Hi, I get "old" musical memories that will come to the surface and "intrude" as well. They just make up the minority of the incidences. The older stuff tends to come up more when I haven't been listening to any music for awhile. For sure, however, the level of elevation of my mood is absoutely directly correlated to the quality and quantity of the musical "memory phenomena". If I get very depressed there is very little of it to remark about. There is more to it than a memory extinction problem it also is more of a *sensory* extinction problem. If I forget to take my Depakote (i.e.), or I reduce the dose, or I am unusually hypomanic or sleep-deprived, my alarm can go off (with the annoying beep beep), I can turn it off and still "hear" it continuing to beep for varying amounts of time afer I switch it off.
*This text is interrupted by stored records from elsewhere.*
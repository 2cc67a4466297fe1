/// GraphicsDevice trait - the backend seam
///
/// The core never talks to a driver directly. Every GPU operation goes
/// through a `GraphicsDevice`, which a backend crate implements over a real
/// API (OpenGL ES 3 via glow) and tests implement with a mock.

use std::ffi::c_void;
use std::num::NonZeroU32;
use std::fmt;

use crate::error::Result;
use crate::graphics_device::{
    BufferTarget, BufferUsage, ShaderStage, Uniform, UniformLocation,
    PixelFormat, TextureFilter, TextureWrap, RenderbufferFormat,
    FramebufferTarget, Attachment, ClearMask, Rect2D,
};

// ============================================================================
// Handles
// ============================================================================

/// Opaque driver object name
///
/// Zero is never a valid object in GL, so a handle is a `NonZeroU32` and
/// "no object" (the default framebuffer, an unbound target) is `None`.
#[derive(Debug, Clone, Copy, PartialEq, Eq, Hash, PartialOrd, Ord)]
pub struct Handle(NonZeroU32);

impl Handle {
    /// Wrap a raw driver name, `None` for 0
    pub fn new(raw: u32) -> Option<Self> {
        NonZeroU32::new(raw).map(Handle)
    }

    /// Raw driver name
    pub fn get(self) -> u32 {
        self.0.get()
    }
}

impl From<NonZeroU32> for Handle {
    fn from(value: NonZeroU32) -> Self {
        Handle(value)
    }
}

impl From<Handle> for NonZeroU32 {
    fn from(value: Handle) -> Self {
        value.0
    }
}

impl fmt::Display for Handle {
    fn fmt(&self, f: &mut fmt::Formatter<'_>) -> fmt::Result {
        write!(f, "#{}", self.0)
    }
}

/// Kind of driver object behind a handle
#[derive(Debug, Clone, Copy, PartialEq, Eq, Hash)]
pub enum ObjectKind {
    Buffer,
    Shader(ShaderStage),
    Program,
    Texture,
    Renderbuffer,
    Framebuffer,
    VertexArray,
}

// ============================================================================
// Draw state enums
// ============================================================================

/// Primitive assembly mode for indexed draws
#[derive(Debug, Clone, Copy, PartialEq, Eq)]
pub enum PrimitiveTopology {
    TriangleList,
}

/// Element type of an index buffer
#[derive(Debug, Clone, Copy, PartialEq, Eq)]
pub enum IndexType {
    U32,
}

impl IndexType {
    pub fn size_bytes(&self) -> usize {
        match self {
            IndexType::U32 => 4,
        }
    }
}

/// Fixed-function capability toggled with `enable`
#[derive(Debug, Clone, Copy, PartialEq, Eq, Hash)]
pub enum Capability {
    DepthTest,
}

// ============================================================================
// GraphicsDevice trait
// ============================================================================

/// GL-shaped primitive operations
///
/// Operations that act on "the bound object" (buffer uploads, texture
/// storage, framebuffer attachments) follow GL semantics: they apply to
/// whatever the caller bound last on that target. [`GraphicsContext`]
/// shadows those bindings so resources can bind and restore safely.
///
/// Not `Send`: a GL context is current on exactly one thread.
///
/// [`GraphicsContext`]: crate::graphics_device::GraphicsContext
pub trait GraphicsDevice {
    // ===== OBJECTS =====

    /// Create a driver object of the given kind
    ///
    /// # Errors
    ///
    /// `BackendError` if the driver refuses to allocate a name.
    fn create_object(&mut self, kind: ObjectKind) -> Result<Handle>;

    /// Delete a driver object
    fn delete_object(&mut self, kind: ObjectKind, handle: Handle);

    // ===== BUFFERS =====

    fn bind_buffer(&mut self, target: BufferTarget, buffer: Option<Handle>);

    /// Reallocate the bound buffer's storage with `data`
    fn buffer_data(&mut self, target: BufferTarget, data: &[u8], usage: BufferUsage);

    /// Overwrite part of the bound buffer starting at `offset` bytes
    fn buffer_sub_data(&mut self, target: BufferTarget, offset: usize, data: &[u8]);

    /// Map `len` bytes of the bound buffer read-only, copy them out and unmap
    fn read_buffer(&mut self, target: BufferTarget, offset: usize, len: usize) -> Result<Vec<u8>>;

    // ===== SHADERS AND PROGRAMS =====

    /// Compile `source` into `shader` and return the info log (empty on success)
    fn compile_shader(&mut self, shader: Handle, source: &str) -> String;

    /// Attach `shaders`, link `program` and return the info log (empty on success)
    fn link_program(&mut self, program: Handle, shaders: &[Handle]) -> String;

    fn use_program(&mut self, program: Option<Handle>);

    /// Location of a vertex input, `None` if the program has no such input
    fn attribute_location(&mut self, program: Handle, name: &str) -> Option<u32>;

    /// Location of a uniform, `None` if the program has no such uniform
    fn uniform_location(&mut self, program: Handle, name: &str) -> Option<UniformLocation>;

    /// Set a uniform of the currently used program
    fn set_uniform(&mut self, location: UniformLocation, value: &Uniform);

    // ===== TEXTURES =====

    /// Select the texture unit later texture binds apply to
    fn active_texture(&mut self, unit: u32);

    fn bind_texture(&mut self, texture: Option<Handle>);

    /// Set filtering and wrapping on the bound texture
    fn set_texture_sampling(&mut self, filter: TextureFilter, wrap: TextureWrap);

    /// Reallocate the bound texture, uploading `pixels` when given
    fn tex_image_2d(&mut self, width: u32, height: u32, format: PixelFormat, pixels: Option<&[u8]>);

    // ===== RENDERBUFFERS =====

    fn bind_renderbuffer(&mut self, renderbuffer: Option<Handle>);

    /// Reallocate the bound renderbuffer as multisampled storage
    fn renderbuffer_storage_multisample(
        &mut self,
        samples: u32,
        format: RenderbufferFormat,
        width: u32,
        height: u32,
    );

    // ===== FRAMEBUFFERS =====

    fn bind_framebuffer(&mut self, target: FramebufferTarget, framebuffer: Option<Handle>);

    /// Attach a 2D texture to the framebuffer bound on `target`
    fn framebuffer_texture_2d(
        &mut self,
        target: FramebufferTarget,
        attachment: Attachment,
        texture: Option<Handle>,
    );

    /// Attach a renderbuffer to the framebuffer bound on `target`
    fn framebuffer_renderbuffer(
        &mut self,
        target: FramebufferTarget,
        attachment: Attachment,
        renderbuffer: Option<Handle>,
    );

    /// Copy `src` of the read framebuffer into `dst` of the draw framebuffer
    fn blit_framebuffer(&mut self, src: Rect2D, dst: Rect2D, mask: ClearMask, filter: TextureFilter);

    // ===== VERTEX ARRAYS =====

    fn bind_vertex_array(&mut self, vertex_array: Option<Handle>);

    /// Source float attribute `index` from the bound array buffer
    fn vertex_attrib_pointer(&mut self, index: u32, components: u32, stride: usize, offset: usize);

    fn enable_vertex_attrib_array(&mut self, index: u32);

    // ===== STATE AND DRAWING =====

    fn viewport(&mut self, rect: Rect2D);

    fn clear_color(&mut self, color: [f32; 4]);

    fn clear(&mut self, mask: ClearMask);

    fn enable(&mut self, capability: Capability);

    /// Indexed draw from the bound vertex array
    fn draw_elements(&mut self, topology: PrimitiveTopology, count: u32, index_type: IndexType, offset: usize);

    // ===== LOADER =====

    /// Resolve a GL entry point by name (null if unknown)
    fn proc_address(&self, name: &str) -> *const c_void;
}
The "volume" is diminished and then it finally quits after a few minutes (at most). My theory is the signal transduction is "over-facilitated" and doesn't die off like it should. The neurons keep firing repeatedly in the absence of the stimulus. SSRI's aggravate this worse than anything, esp. Prozac. Wellbutrin "switches" it from musical to verbal rumination (changes from right to left temporal lobe?).